Partiamo dall’inizio: quanto la guerra civile in Irlanda del Nord può essere inquadrata come lotta religiosa (cattolici contro protestanti), nazionale (britannici contro irlandesi) o come sociale (classe abbiente contro povera)?

La storia del conflitto anglo-irlandese è molto lunga e complessa ed è assai difficile catalogarla in modo corretto. Se ci riferiamo solo all’ultima fase del conflitto, quella scoppiata intorno al 1969 in seguito alla repressione delle legittime rivendicazioni dei cattolico-nazionalisti del Nord Irlanda, allora direi che possiamo parlare appropriatamente di un conflitto politico sfociato in una guerra a bassa intensità, che ha avuto ben poco di “religioso” e viceversa molte componenti sociali, economiche e anche etnico-nazionali.
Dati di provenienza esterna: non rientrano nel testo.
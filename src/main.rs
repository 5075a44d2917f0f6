//! docling-chunker CLI application
//!
//! Command-line interface for the docling-chunker library.

use anyhow::Context;
use clap::{Parser, Subcommand};
use docling_chunker::utils::{format_file_size, is_supported_document, output_stem};
use docling_chunker::{
    ChunkingConfig, ChunkingOrchestrator, ChunkingStats, ClassificationHint, DocumentInput,
    save_chunks_to_json, select_strategy,
};
use std::path::{Path, PathBuf};

#[derive(Parser)]
#[command(name = "docling-chunker")]
#[command(about = "Structure-aware chunking of extracted document markdown")]
#[command(version)]
struct Cli {
    #[command(subcommand)]
    command: Commands,
}

#[derive(Subcommand)]
enum Commands {
    /// Chunk extracted markdown files
    Chunk {
        /// Markdown file(s) to chunk
        #[arg(required = true)]
        inputs: Vec<PathBuf>,

        /// Strategy: auto, structural, table_aware or page_aware
        #[arg(short, long, default_value = "auto")]
        strategy: String,

        /// JSON configuration file (replaces the size flags)
        #[arg(short, long)]
        config: Option<PathBuf>,

        /// Maximum chunk size in characters
        #[arg(long, default_value = "2000", conflicts_with = "config")]
        max_chunk_size: usize,

        /// Advisory minimum chunk size in characters
        #[arg(long, default_value = "300", conflicts_with = "config")]
        min_chunk_size: usize,

        /// Overlap between split chunks in characters
        #[arg(long, default_value = "200", conflicts_with = "config")]
        overlap: usize,

        /// Pack the whole text without consulting structure
        #[arg(long)]
        no_structure: bool,

        /// Page count reported by the extraction engine
        #[arg(long)]
        pages: Option<u32>,

        /// Document type reported by the classifier, e.g. "PDF Document"
        #[arg(long)]
        doc_type: Option<String>,

        /// Refuse inputs larger than this many megabytes
        #[arg(long)]
        max_file_size_mb: Option<f64>,

        /// Output JSON file (suffixed per input when several inputs are given)
        #[arg(short, long)]
        output: Option<PathBuf>,

        /// Omit chunk metadata from the JSON output
        #[arg(long)]
        no_metadata: bool,
    },

    /// Show which strategy auto-selection picks for a file
    Select {
        /// Markdown file to inspect
        input: PathBuf,

        /// Document type reported by the classifier
        #[arg(long)]
        doc_type: Option<String>,
    },
}

fn main() -> anyhow::Result<()> {
    // Initialize logging
    env_logger::init();

    let cli = Cli::parse();

    match cli.command {
        Commands::Chunk {
            inputs,
            strategy,
            config,
            max_chunk_size,
            min_chunk_size,
            overlap,
            no_structure,
            pages,
            doc_type,
            max_file_size_mb,
            output,
            no_metadata,
        } => {
            let chunking_config = match config {
                Some(path) => ChunkingConfig::from_json_file(&path)
                    .with_context(|| format!("Failed to load configuration {}", path.display()))?,
                None => ChunkingConfig::new(max_chunk_size, min_chunk_size, overlap)?,
            };
            let chunking_config = if no_structure {
                chunking_config.with_preserve_structure(false)
            } else {
                chunking_config
            };

            let mut orchestrator = ChunkingOrchestrator::new(chunking_config)?;
            if let Some(limit) = max_file_size_mb {
                orchestrator = orchestrator.with_max_file_size_mb(limit);
            }

            let options = ChunkOptions {
                strategy,
                pages,
                doc_type,
                output,
                include_metadata: !no_metadata,
            };
            chunk_command(&orchestrator, inputs, &options);
        }
        Commands::Select { input, doc_type } => {
            select_command(input, doc_type)?;
        }
    }

    Ok(())
}

struct ChunkOptions {
    strategy: String,
    pages: Option<u32>,
    doc_type: Option<String>,
    output: Option<PathBuf>,
    include_metadata: bool,
}

fn chunk_command(
    orchestrator: &ChunkingOrchestrator,
    inputs: Vec<PathBuf>,
    options: &ChunkOptions,
) {
    println!("✂️  Starting chunking...");

    let multiple = inputs.len() > 1;
    let mut processed = 0;

    for input in inputs {
        println!("📄 Processing: {}", input.display());

        if !input.exists() {
            eprintln!("❌ File not found: {}", input.display());
            continue;
        }
        if !is_supported_document(&input) {
            eprintln!("❌ Unsupported file type: {}", input.display());
            continue;
        }

        let markdown = match std::fs::read_to_string(&input) {
            Ok(markdown) => markdown,
            Err(e) => {
                eprintln!("❌ Failed to read {}: {}", input.display(), e);
                continue;
            }
        };

        let mut document = DocumentInput::new(input.to_string_lossy(), markdown);
        if let Some(pages) = options.pages {
            document = document.with_page_count(pages);
        }
        if let Some(doc_type) = &options.doc_type {
            document = document.with_classification(ClassificationHint::new(doc_type.clone(), 1.0));
        }

        let chunks = match orchestrator.chunk_document(&document, &options.strategy, None) {
            Ok(chunks) => chunks,
            Err(e) => {
                eprintln!("❌ Failed to chunk {}: {}", input.display(), e);
                continue;
            }
        };

        let stats = ChunkingStats::from_chunks(&chunks);
        if stats.failed {
            eprintln!("❌ Chunking failed: {}", chunks[0].content);
        } else {
            println!("   📊 Chunks: {}", stats.total_chunks);
            println!("   🔤 Estimated tokens: {}", stats.total_tokens);
            for (kind, count) in &stats.kinds {
                println!("      {}: {}", kind, count);
            }
        }

        if let Some(output) = &options.output {
            let path = if multiple {
                output_for(output, &input)
            } else {
                output.clone()
            };
            if let Err(e) = save_chunks_to_json(&chunks, &path, options.include_metadata) {
                eprintln!("❌ Failed to write {}: {}", path.display(), e);
                continue;
            }
            let size = std::fs::metadata(&path).map(|m| m.len()).unwrap_or(0);
            println!("   💾 Saved: {} ({})", path.display(), format_file_size(size));
        }

        processed += 1;
    }

    if processed == 0 {
        eprintln!("❌ No content was successfully processed");
        return;
    }

    println!("✅ Chunking complete! {} file(s) processed", processed);
}

fn select_command(input: PathBuf, doc_type: Option<String>) -> anyhow::Result<()> {
    let markdown = std::fs::read_to_string(&input)
        .with_context(|| format!("Failed to read {}", input.display()))?;
    let hint = doc_type.map(|t| ClassificationHint::new(t, 1.0));
    let kind = select_strategy(&markdown, hint.as_ref());

    println!("🔍 {}: {}", input.display(), kind);
    Ok(())
}

/// `out.json` + `docs/report.md` -> `out.report.json`
fn output_for(output: &Path, input: &Path) -> PathBuf {
    let stem = output_stem(input);
    let base = output
        .file_stem()
        .map(|s| s.to_string_lossy().to_string())
        .unwrap_or_else(|| "chunks".to_string());
    output.with_file_name(format!("{}.{}.json", base, stem))
}

#[cfg(test)]
mod tests {
    use super::*;

    #[test]
    fn test_cli_parsing() {
        let cli = Cli::try_parse_from(["docling-chunker", "chunk", "report.md"]);
        assert!(cli.is_ok());

        let cli = Cli::try_parse_from([
            "docling-chunker",
            "chunk",
            "a.md",
            "b.md",
            "--strategy",
            "table_aware",
            "--pages",
            "3",
            "--output",
            "out.json",
        ]);
        assert!(cli.is_ok());

        assert!(Cli::try_parse_from(["docling-chunker", "chunk"]).is_err());
    }

    #[test]
    fn test_config_file_conflicts_with_size_flags() {
        let cli = Cli::try_parse_from([
            "docling-chunker",
            "chunk",
            "a.md",
            "--config",
            "chunking.json",
            "--overlap",
            "50",
        ]);
        assert!(cli.is_err());

        let cli = Cli::try_parse_from([
            "docling-chunker",
            "chunk",
            "a.md",
            "--config",
            "chunking.json",
            "--no-structure",
        ]);
        assert!(cli.is_ok());
    }

    #[test]
    fn test_failed_write_does_not_stop_remaining_inputs() {
        let dir = tempfile::tempdir().unwrap();
        let first = dir.path().join("first.md");
        let second = dir.path().join("second.md");
        std::fs::write(&first, "# First\n\nBody.").unwrap();
        std::fs::write(&second, "# Second\n\nBody.").unwrap();

        // Occupy the first output path with a directory so its write fails
        let output = dir.path().join("out.json");
        std::fs::create_dir(output_for(&output, &first)).unwrap();

        let orchestrator = ChunkingOrchestrator::with_default_config().unwrap();
        let options = ChunkOptions {
            strategy: "auto".to_string(),
            pages: None,
            doc_type: None,
            output: Some(output.clone()),
            include_metadata: true,
        };
        chunk_command(&orchestrator, vec![first, second.clone()], &options);

        let written = std::fs::read_to_string(output_for(&output, &second)).unwrap();
        assert!(written.contains("\"total_chunks\": 1"));
    }

    #[test]
    fn test_output_naming() {
        let path = output_for(Path::new("out/chunks.json"), Path::new("docs/report.md"));
        assert_eq!(path, PathBuf::from("out/chunks.report.json"));
    }
}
La definizione di “guerra di religione” credo che sia la più fuorviante anche guardando a ritroso le plurisecolari radici del conflitto. Nei fatidici otto secoli che ho cercato di sintetizzare nel mio libro, l’unico periodo nel quale l’appartenenza confessionale ha giocato un ruolo davvero rilevante è quello tra il XVI e il XVIII secolo, dallo scisma anglicano di Enrico VIII alle grandi colonizzazioni dell’era Tudor. Ma dalla nascita di quel movimento interconfessionale ispirato ai valori della Rivoluzione francese che dette vita al repubblicanesimo irlandese, e a maggior ragione nel XX secolo, la componente religiosa non è mai stata determinante. Anzi è stata un facile elemento per gettare fumo negli occhi a vantaggio delle ragioni degli inglesi, che hanno sempre cercato di porsi come pacificatori in un contesto che hanno invece creato e alimentato fino all’incancrenimento.
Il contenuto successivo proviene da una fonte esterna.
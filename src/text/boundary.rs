//! Boundary detection over extracted markdown
//!
//! Each detector partitions the text into ordered segments by one kind of
//! structural cue. Segments are transient and go straight to the packer.

use crate::error::{ChunkingError, Result};
use crate::utils::char_len;
use regex::Regex;

/// Kind of content a segment holds
#[derive(Debug, Clone, Copy, PartialEq, Eq)]
pub enum SegmentKind {
    /// Text opened by a markdown header
    Section,
    /// Plain text outside any recognised structure
    ContentBlock,
    /// Contiguous run of pipe-delimited rows
    Table,
    /// Single image reference line
    Figure,
    /// Slice of roughly one page worth of text
    PageSection,
}

impl SegmentKind {
    /// Tables and figures are never split, whatever their size
    pub fn is_atomic(&self) -> bool {
        matches!(self, SegmentKind::Table | SegmentKind::Figure)
    }
}

/// A structural segment of markdown
#[derive(Debug, Clone, PartialEq)]
pub struct Segment {
    pub kind: SegmentKind,
    pub title: Option<String>,
    pub level: Option<u8>,
    pub page: Option<usize>,
    pub text: String,
}

impl Segment {
    pub fn new(kind: SegmentKind, text: impl Into<String>) -> Self {
        Self {
            kind,
            title: None,
            level: None,
            page: None,
            text: text.into(),
        }
    }

    fn section(title: String, level: u8, text: String) -> Self {
        Self {
            kind: SegmentKind::Section,
            title: Some(title),
            level: Some(level),
            page: None,
            text,
        }
    }

    fn page(number: usize, text: String) -> Self {
        Self {
            page: Some(number),
            ..Self::new(SegmentKind::PageSection, text)
        }
    }

    fn has_content(&self) -> bool {
        !self.text.trim().is_empty()
    }
}

/// Reject text that cannot be extracted markdown
pub fn validate_markdown(text: &str) -> Result<()> {
    if let Some(position) = text.find('\0') {
        return Err(ChunkingError::MalformedInput(format!(
            "NUL byte at offset {} (binary content in markdown)",
            position
        )));
    }
    Ok(())
}

/// The whole text as one content block, used when structure is not preserved
pub fn whole_document(text: &str) -> Vec<Segment> {
    if text.trim().is_empty() {
        Vec::new()
    } else {
        vec![Segment::new(SegmentKind::ContentBlock, text)]
    }
}

/// Header-based section detection
pub struct SectionDetector {
    header_regex: Regex,
}

impl SectionDetector {
    pub fn new() -> Result<Self> {
        let header_regex = Regex::new(r"^(#{1,6})\s+(\S.*)$").map_err(|e| {
            ChunkingError::TextProcessing(format!("Failed to compile header regex: {}", e))
        })?;

        Ok(Self { header_regex })
    }

    /// Split text into sections opened by `#`..`######` headers
    ///
    /// Text before the first header becomes an untitled content block.
    /// Sections holding only whitespace are dropped.
    pub fn detect(&self, text: &str) -> Vec<Segment> {
        let mut segments = Vec::new();
        let mut current = Segment::new(SegmentKind::ContentBlock, String::new());

        for line in text.split('\n') {
            if let Some(caps) = self.header_regex.captures(line) {
                let level = caps[1].len() as u8;
                let title = caps[2].trim().to_string();

                let finished = std::mem::replace(
                    &mut current,
                    Segment::section(title, level, format!("{}\n", line)),
                );
                if finished.has_content() {
                    segments.push(finished);
                }
            } else {
                current.text.push_str(line);
                current.text.push('\n');
            }
        }

        if current.has_content() {
            segments.push(current);
        }

        segments
    }
}

/// Table and figure aware detection
///
/// A line with two or more `|` is a table row, a line starting with `![` is
/// a standalone figure, anything else is content. Runs of the same kind form
/// one segment.
pub fn detect_structured_elements(text: &str) -> Vec<Segment> {
    let mut segments = Vec::new();
    let mut current = Segment::new(SegmentKind::ContentBlock, String::new());

    for line in text.split('\n') {
        if line.matches('|').count() >= 2 {
            if current.kind != SegmentKind::Table {
                flush(&mut segments, &mut current, SegmentKind::Table);
            }
            current.text.push_str(line);
            current.text.push('\n');
        } else if line.starts_with("![") {
            flush(&mut segments, &mut current, SegmentKind::ContentBlock);
            segments.push(Segment::new(SegmentKind::Figure, line));
        } else {
            if current.kind != SegmentKind::ContentBlock {
                flush(&mut segments, &mut current, SegmentKind::ContentBlock);
            }
            current.text.push_str(line);
            current.text.push('\n');
        }
    }

    if current.has_content() {
        segments.push(current);
    }

    segments
}

fn flush(segments: &mut Vec<Segment>, current: &mut Segment, next: SegmentKind) {
    let finished = std::mem::replace(current, Segment::new(next, String::new()));
    if finished.has_content() {
        segments.push(finished);
    }
}

/// Page-based detection
///
/// Splits the text into slices of about `total_length / page_count`
/// characters at line boundaries, ignoring structural cues.
pub fn detect_pages(text: &str, page_count: u32) -> Vec<Segment> {
    let total_length = char_len(text);
    let page_budget = if page_count >= 1 {
        total_length / page_count as usize
    } else {
        total_length
    };

    let mut segments = Vec::new();
    let mut current = String::new();
    let mut current_size = 0;

    for line in text.split('\n') {
        let line_len = char_len(line);

        if current_size + line_len > page_budget && !current.trim().is_empty() {
            let number = segments.len() + 1;
            segments.push(Segment::page(number, std::mem::take(&mut current)));
            current_size = 0;
        }

        current.push_str(line);
        current.push('\n');
        current_size += line_len;
    }

    if !current.trim().is_empty() {
        let number = segments.len() + 1;
        segments.push(Segment::page(number, current));
    }

    log::debug!(
        "Page detection: {} chars over {} pages (budget {}) -> {} segments",
        total_length,
        page_count,
        page_budget,
        segments.len()
    );

    segments
}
Dopo decenni di violenze, le fazioni principali sono arrivate al “Good Friday Agreement” nel 1998. Tuttavia da 3 o 4 anni gli scontri sono tornati a farsi sentire. Come mai?
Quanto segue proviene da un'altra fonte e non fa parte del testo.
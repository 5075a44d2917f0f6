//! Chunk records returned to callers

use crate::config::ChunkingConfig;
use crate::strategy::StrategyKind;
use serde::{Deserialize, Serialize};
use std::fmt;

/// Identifier of the sentinel chunk returned when chunking fails
pub const ERROR_CHUNK_ID: &str = "error_chunk";

/// Kind of content a chunk carries
#[derive(Debug, Clone, Copy, Serialize, Deserialize, PartialEq, Eq, Hash, PartialOrd, Ord)]
#[serde(rename_all = "kebab-case")]
pub enum ChunkKind {
    Section,
    SectionPartial,
    ContentBlock,
    ContentBlockPartial,
    Table,
    Figure,
    PageSection,
    PageSectionPartial,
    Error,
}

impl ChunkKind {
    pub fn as_str(&self) -> &'static str {
        match self {
            ChunkKind::Section => "section",
            ChunkKind::SectionPartial => "section-partial",
            ChunkKind::ContentBlock => "content-block",
            ChunkKind::ContentBlockPartial => "content-block-partial",
            ChunkKind::Table => "table",
            ChunkKind::Figure => "figure",
            ChunkKind::PageSection => "page-section",
            ChunkKind::PageSectionPartial => "page-section-partial",
            ChunkKind::Error => "error",
        }
    }

    /// Kind of a piece cut from an oversized chunk of this kind
    pub fn partial(self) -> Self {
        match self {
            ChunkKind::Section => ChunkKind::SectionPartial,
            ChunkKind::ContentBlock => ChunkKind::ContentBlockPartial,
            ChunkKind::PageSection => ChunkKind::PageSectionPartial,
            other => other,
        }
    }

    pub fn is_partial(&self) -> bool {
        matches!(
            self,
            ChunkKind::SectionPartial | ChunkKind::ContentBlockPartial | ChunkKind::PageSectionPartial
        )
    }
}

impl fmt::Display for ChunkKind {
    fn fmt(&self, f: &mut fmt::Formatter<'_>) -> fmt::Result {
        f.write_str(self.as_str())
    }
}

/// Provenance attached to a chunk
///
/// Strategy fields are set when the chunk is produced, document fields are
/// stamped by the orchestrator once the whole sequence exists.
#[derive(Debug, Clone, Default, Serialize, Deserialize, PartialEq)]
pub struct ChunkMetadata {
    #[serde(skip_serializing_if = "Option::is_none")]
    pub strategy: Option<StrategyKind>,

    #[serde(skip_serializing_if = "Option::is_none")]
    pub chunk_index: Option<usize>,

    #[serde(skip_serializing_if = "Option::is_none")]
    pub section_title: Option<String>,

    #[serde(skip_serializing_if = "Option::is_none")]
    pub section_level: Option<u8>,

    #[serde(skip_serializing_if = "Option::is_none")]
    pub is_partial: Option<bool>,

    #[serde(skip_serializing_if = "Option::is_none")]
    pub element_type: Option<ChunkKind>,

    #[serde(skip_serializing_if = "Option::is_none")]
    pub approximate_page: Option<usize>,

    #[serde(skip_serializing_if = "Option::is_none")]
    pub file_path: Option<String>,

    #[serde(skip_serializing_if = "Option::is_none")]
    pub total_chunks: Option<usize>,

    /// Length of the source markdown in characters
    #[serde(skip_serializing_if = "Option::is_none")]
    pub source_length: Option<usize>,

    #[serde(skip_serializing_if = "Option::is_none")]
    pub chunking_config: Option<ChunkingConfig>,

    #[serde(skip_serializing_if = "Option::is_none")]
    pub error: Option<String>,
}

/// A bounded segment of extracted markdown
#[derive(Debug, Clone, Serialize, Deserialize, PartialEq)]
pub struct Chunk {
    /// `chunk_<ordinal>_<digest>`, or `error_chunk` for the failure sentinel
    #[serde(rename = "chunk_id")]
    pub id: String,

    pub content: String,

    #[serde(rename = "chunk_type")]
    pub kind: ChunkKind,

    pub metadata: ChunkMetadata,

    /// Reserved for offset tracking
    pub start_position: Option<usize>,

    /// Reserved for offset tracking
    pub end_position: Option<usize>,

    pub token_count: Option<usize>,
}

impl Chunk {
    pub fn is_error(&self) -> bool {
        self.kind == ChunkKind::Error
    }

    /// Sentinel chunk standing in for a failed chunking run
    pub fn error(file_identifier: &str, message: &str) -> Self {
        Self {
            id: ERROR_CHUNK_ID.to_string(),
            content: format!("Error chunking document: {}", message),
            kind: ChunkKind::Error,
            metadata: ChunkMetadata {
                error: Some(message.to_string()),
                file_path: Some(file_identifier.to_string()),
                ..ChunkMetadata::default()
            },
            start_position: None,
            end_position: None,
            token_count: None,
        }
    }
}

/// Deterministic chunk identifier from ordinal and content digest
pub fn chunk_id(content: &str, index: usize) -> String {
    let digest = format!("{:x}", md5::compute(content.as_bytes()));
    format!("chunk_{}_{}", index, &digest[..8])
}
In realtà dopo la firma dell’accordo ci sono state anche fasi più cruente, basti pensare alla strage di Omagh che risale all’agosto 1998 e agli omicidi politici di inizio anni 2000. Non c’è dubbio però che anche in questi ultimi anni vi siano state recrudescenze importanti. Diciamo che da una parte il Good Friday Agrement comincia a far sentire il peso della sua incompiutezza e dall’altra la crisi economica che in Irlanda sta colpendo duramente contribuiscono a esasperare gli animi specie tra le classi meno abbienti.